Face à l’ergophobie, que l’on peut définir comme l’appréhension ou la crainte du travail, l’intervenant est donc souvent amené à devoir sortir des sentiers battus pour explorer bien au-delà de la barrière physique de l’individu. L’intervenant doit alors trouver une façon d’identifier et de comprendre les perceptions du travailleur, ses raisonnements et, surtout, il doit être en mesure d’établir le lien causal avec les comportements conscients et, parfois même, inconscients de celui-ci.
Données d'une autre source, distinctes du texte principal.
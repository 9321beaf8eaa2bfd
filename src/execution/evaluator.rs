/// Execution Engine
///
/// Evaluates predicate trees into row selections and derives new dataset
/// snapshots (select / remove / sort) and aggregates from them.
///
/// Evaluation rules:
/// - A comparison is tested cell by cell: O(rows) per leaf
/// - AND / OR fold children left to right and stop early once the
///   selection is empty (AND) or full (OR)
/// - NOT inverts its single child against the full row set
/// - Datasets above `max_rows` are rejected before any work is done
use serde::{Deserialize, Serialize};
use std::cmp::Ordering;
use tracing::debug;

use super::aggregate::AggregateMetric;
use super::selection::RowSelection;
use crate::command::ChartKind;
use crate::config::EngineConfig;
use crate::dataset::{CellValue, Column, Dataset, TypeTag};
use crate::error::{EngineError, EngineResult};
use crate::query::{BoolOp, Predicate};

/// Category label for null group keys
pub const BLANK_CATEGORY: &str = "(blank)";
/// Category that absorbs pie slices beyond the limit
pub const OTHER_CATEGORY: &str = "Other";

/// One (category, value) pair of a chart series
#[derive(Clone, Debug, PartialEq, Serialize, Deserialize)]
pub struct ChartPoint {
    pub category: String,
    pub value: f64,
    /// Rows that fed this category
    pub rows: usize,
}

pub struct Executor {
    max_rows: usize,
    chart_max_categories: usize,
    pie_max_slices: usize,
}

impl Executor {
    pub fn new(config: &EngineConfig) -> Self {
        Self {
            max_rows: config.max_rows,
            chart_max_categories: config.chart_max_categories,
            pie_max_slices: config.pie_max_slices,
        }
    }

    /// Reject datasets above the configured row guard
    pub fn check_rows(&self, dataset: &Dataset) -> EngineResult<()> {
        if dataset.row_count() > self.max_rows {
            return Err(EngineError::row_limit(dataset.row_count(), self.max_rows));
        }
        Ok(())
    }

    /// Rows satisfying `predicate`, ascending
    pub fn evaluate(&self, predicate: &Predicate, dataset: &Dataset) -> EngineResult<RowSelection> {
        self.check_rows(dataset)?;
        let selection = eval_node(predicate, dataset)?;
        debug!(
            rows = dataset.row_count(),
            matched = selection.count(),
            "evaluated predicate"
        );
        Ok(selection)
    }

    /// `evaluate`, or every row when there is no predicate
    pub fn select_rows(&self, predicate: Option<&Predicate>, dataset: &Dataset) -> EngineResult<RowSelection> {
        match predicate {
            Some(p) => self.evaluate(p, dataset),
            None => {
                self.check_rows(dataset)?;
                Ok(RowSelection::all(dataset.row_count()))
            }
        }
    }

    /// Metric over one column, optionally restricted by a predicate.
    /// Count counts non-null cells; other metrics read numeric values only.
    pub fn aggregate(
        &self,
        column: &str,
        metric: AggregateMetric,
        dataset: &Dataset,
        predicate: Option<&Predicate>,
    ) -> EngineResult<Option<f64>> {
        let selection = self.select_rows(predicate, dataset)?;
        let column = column_of(dataset, column)?;
        let rows = selection.indices();

        if metric == AggregateMetric::Count {
            let count = rows.iter().filter(|&&i| !column.cells[i].is_null()).count();
            return Ok(Some(count as f64));
        }
        let values: Vec<f64> = rows.iter().filter_map(|&i| column.cells[i].as_number()).collect();
        Ok(metric.apply(&values))
    }

    /// Metric per distinct value of `group_column`, largest first.
    ///
    /// Without a value column the metric must be Count and each group
    /// reports its row count. Groups whose metric is undefined are dropped.
    /// Ties keep first-appearance order.
    pub fn group_aggregate(
        &self,
        group_column: &str,
        value_column: Option<&str>,
        metric: AggregateMetric,
        dataset: &Dataset,
        predicate: Option<&Predicate>,
    ) -> EngineResult<Vec<ChartPoint>> {
        let selection = self.select_rows(predicate, dataset)?;
        let groups = column_of(dataset, group_column)?;
        let values = value_column.map(|name| column_of(dataset, name)).transpose()?;

        if values.is_none() && metric != AggregateMetric::Count {
            return Err(EngineError::internal(format!(
                "{} by '{}' needs a value column",
                metric, group_column
            )));
        }

        // Group keys in first-appearance order
        let mut order: Vec<String> = Vec::new();
        let mut members: fxhash::FxHashMap<String, Vec<usize>> = fxhash::FxHashMap::default();
        for row in selection.indices() {
            let cell = &groups.cells[row];
            let key = if cell.is_null() {
                BLANK_CATEGORY.to_string()
            } else {
                cell.to_string()
            };
            let entry = members.entry(key.clone()).or_default();
            if entry.is_empty() {
                order.push(key);
            }
            entry.push(row);
        }

        let mut points: Vec<ChartPoint> = order
            .into_iter()
            .filter_map(|category| {
                let rows = members.remove(&category)?;
                let value = match values {
                    None => Some(rows.len() as f64),
                    Some(column) if metric == AggregateMetric::Count => {
                        Some(rows.iter().filter(|&&i| !column.cells[i].is_null()).count() as f64)
                    }
                    Some(column) => {
                        let numbers: Vec<f64> = rows.iter().filter_map(|&i| column.cells[i].as_number()).collect();
                        metric.apply(&numbers)
                    }
                }?;
                Some(ChartPoint {
                    category,
                    value,
                    rows: rows.len(),
                })
            })
            .collect();

        // Stable: equal values keep first-appearance order
        points.sort_by(|a, b| b.value.partial_cmp(&a.value).unwrap_or(Ordering::Equal));
        debug!(group_column, groups = points.len(), metric = %metric, "grouped aggregate");
        Ok(points)
    }

    /// Trim a grouped series for display.
    /// Bar charts keep the largest categories; pie charts fold the tail into "Other".
    /// Line series are kept whole.
    pub fn limit_series(&self, kind: ChartKind, mut points: Vec<ChartPoint>) -> Vec<ChartPoint> {
        match kind {
            ChartKind::Line => points,
            ChartKind::Bar => {
                points.truncate(self.chart_max_categories);
                points
            }
            ChartKind::Pie => {
                if points.len() <= self.pie_max_slices {
                    return points;
                }
                let tail = points.split_off(self.pie_max_slices);
                points.push(ChartPoint {
                    category: OTHER_CATEGORY.to_string(),
                    value: tail.iter().map(|p| p.value).sum(),
                    rows: tail.iter().map(|p| p.rows).sum(),
                });
                points
            }
        }
    }

    /// Reorder a series by its categories read as `category_type`
    /// (dates chronologically, numbers numerically). Stable; blank and
    /// unparsable categories go last.
    pub fn order_by_category(&self, mut points: Vec<ChartPoint>, category_type: TypeTag) -> Vec<ChartPoint> {
        let key = |point: &ChartPoint| {
            if point.category == BLANK_CATEGORY {
                None
            } else {
                CellValue::Text(point.category.clone()).coerce_to(category_type)
            }
        };
        points.sort_by(|a, b| match (key(a), key(b)) {
            (Some(x), Some(y)) => x.compare(&y).unwrap_or(Ordering::Equal),
            (Some(_), None) => Ordering::Less,
            (None, Some(_)) => Ordering::Greater,
            (None, None) => Ordering::Equal,
        });
        points
    }

    /// New snapshot holding the selected rows
    pub fn select(&self, dataset: &Dataset, selection: &RowSelection) -> EngineResult<Dataset> {
        dataset.take_rows(&selection.indices())
    }

    /// New snapshot without the selected rows
    pub fn remove(&self, dataset: &Dataset, selection: &RowSelection) -> EngineResult<Dataset> {
        dataset.take_rows(&selection.invert().indices())
    }

    /// Row order for a stable sort on `column`; nulls and cells that do not
    /// coerce to `column_type` go last in either direction.
    /// Only rows in `within` take part when it is given.
    pub fn sort_order(
        &self,
        dataset: &Dataset,
        column: &str,
        column_type: TypeTag,
        descending: bool,
        within: Option<&RowSelection>,
    ) -> EngineResult<Vec<usize>> {
        self.check_rows(dataset)?;
        let column = column_of(dataset, column)?;
        let rows: Vec<usize> = match within {
            Some(selection) => selection.indices(),
            None => (0..dataset.row_count()).collect(),
        };

        let mut keyed: Vec<(usize, Option<CellValue>)> = rows
            .into_iter()
            .map(|i| (i, column.cells[i].coerce_to(column_type)))
            .collect();
        keyed.sort_by(|(_, a), (_, b)| match (a, b) {
            (Some(a), Some(b)) => {
                let ord = a.compare(b).unwrap_or(Ordering::Equal);
                if descending {
                    ord.reverse()
                } else {
                    ord
                }
            }
            (Some(_), None) => Ordering::Less,
            (None, Some(_)) => Ordering::Greater,
            (None, None) => Ordering::Equal,
        });
        Ok(keyed.into_iter().map(|(i, _)| i).collect())
    }

    /// New snapshot sorted on `column` (stable, nulls last)
    pub fn sort(&self, dataset: &Dataset, column: &str, column_type: TypeTag, descending: bool) -> EngineResult<Dataset> {
        let order = self.sort_order(dataset, column, column_type, descending, None)?;
        dataset.take_rows(&order)
    }
}

fn column_of<'a>(dataset: &'a Dataset, name: &str) -> EngineResult<&'a Column> {
    dataset.column(name).ok_or_else(|| {
        EngineError::internal(format!("column '{}' is not in the dataset", name)).with_context("execution")
    })
}

fn eval_node(predicate: &Predicate, dataset: &Dataset) -> EngineResult<RowSelection> {
    let rows = dataset.row_count();
    match predicate {
        Predicate::Comparison(comparison) => {
            let column = column_of(dataset, &comparison.column)?;
            Ok(RowSelection::from_fn(rows, |i| comparison.matches(&column.cells[i])))
        }
        Predicate::Boolean { op: BoolOp::Not, children } => match children.as_slice() {
            [child] => Ok(eval_node(child, dataset)?.invert()),
            _ => Err(EngineError::internal(format!("NOT node with {} children", children.len()))
                .with_context("evaluate")),
        },
        Predicate::Boolean { op, children } => {
            let (first, rest) = children.split_first().ok_or_else(|| {
                EngineError::internal(format!("{} node without children", op.name())).with_context("evaluate")
            })?;
            let mut acc = eval_node(first, dataset)?;
            for child in rest {
                let settled = match op {
                    BoolOp::And => acc.is_none_selected(),
                    _ => acc.is_full(),
                };
                if settled {
                    debug!(op = op.name(), "short-circuit");
                    break;
                }
                let next = eval_node(child, dataset)?;
                acc = match op {
                    BoolOp::And => acc.and(&next),
                    _ => acc.or(&next),
                };
            }
            Ok(acc)
        }
    }
}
Le présent article n’ayant pas la prétention d’énumérer tous les facteurs sous-jacents à l’ergophobie, en voici toutefois quelques exemples fréquemment observés :

  • Perception que le travail est malsain pour la santé.

  • Perception d’un manque de reconnaissance du milieu de travail face à la lésion et à ses conséquences.

  • Perception d’un manque de reconnaissance de la part de l’employeur (souvent exacerbée par le processus médico-légal de contestation).

  • Perte de confiance en ses capacités.

  • Attentes d’efficacité personnelle trop élevées ou irréalistes.

  • Sentiment de gêne ou de honte face aux collègues de travail.

  • Crainte d’être un poids pour les collègues.

  • Sentiment d’avoir été oublié ou remplacé.

  • Compétition entre les employés.

  • Conflits / insatisfactions au travail.

  • Craintes de perdre le nouvel équilibre ou la qualité de vie récemment acquis.

  • Besoin de réparation des pertes subies non comblé (conflit psychique).

Dans les cas où l’accident de travail fut traumatisant, l’aspect phobique prend parfois des proportions pathologiques (syndrome de stress post-traumatique), nécessitant alors une intervention psychothérapeutique de désensibilisation systématique. Parfois, l’accident de travail devient le catalyseur d’un moment de remise en question existentielle sur le plan des aspirations professionnelles. Le travailleur désirant être réorienté sans justification liée aux conséquences directes de l’événement accidentel devra alors être confronté à sa responsabilité d’assumer ses choix de vie.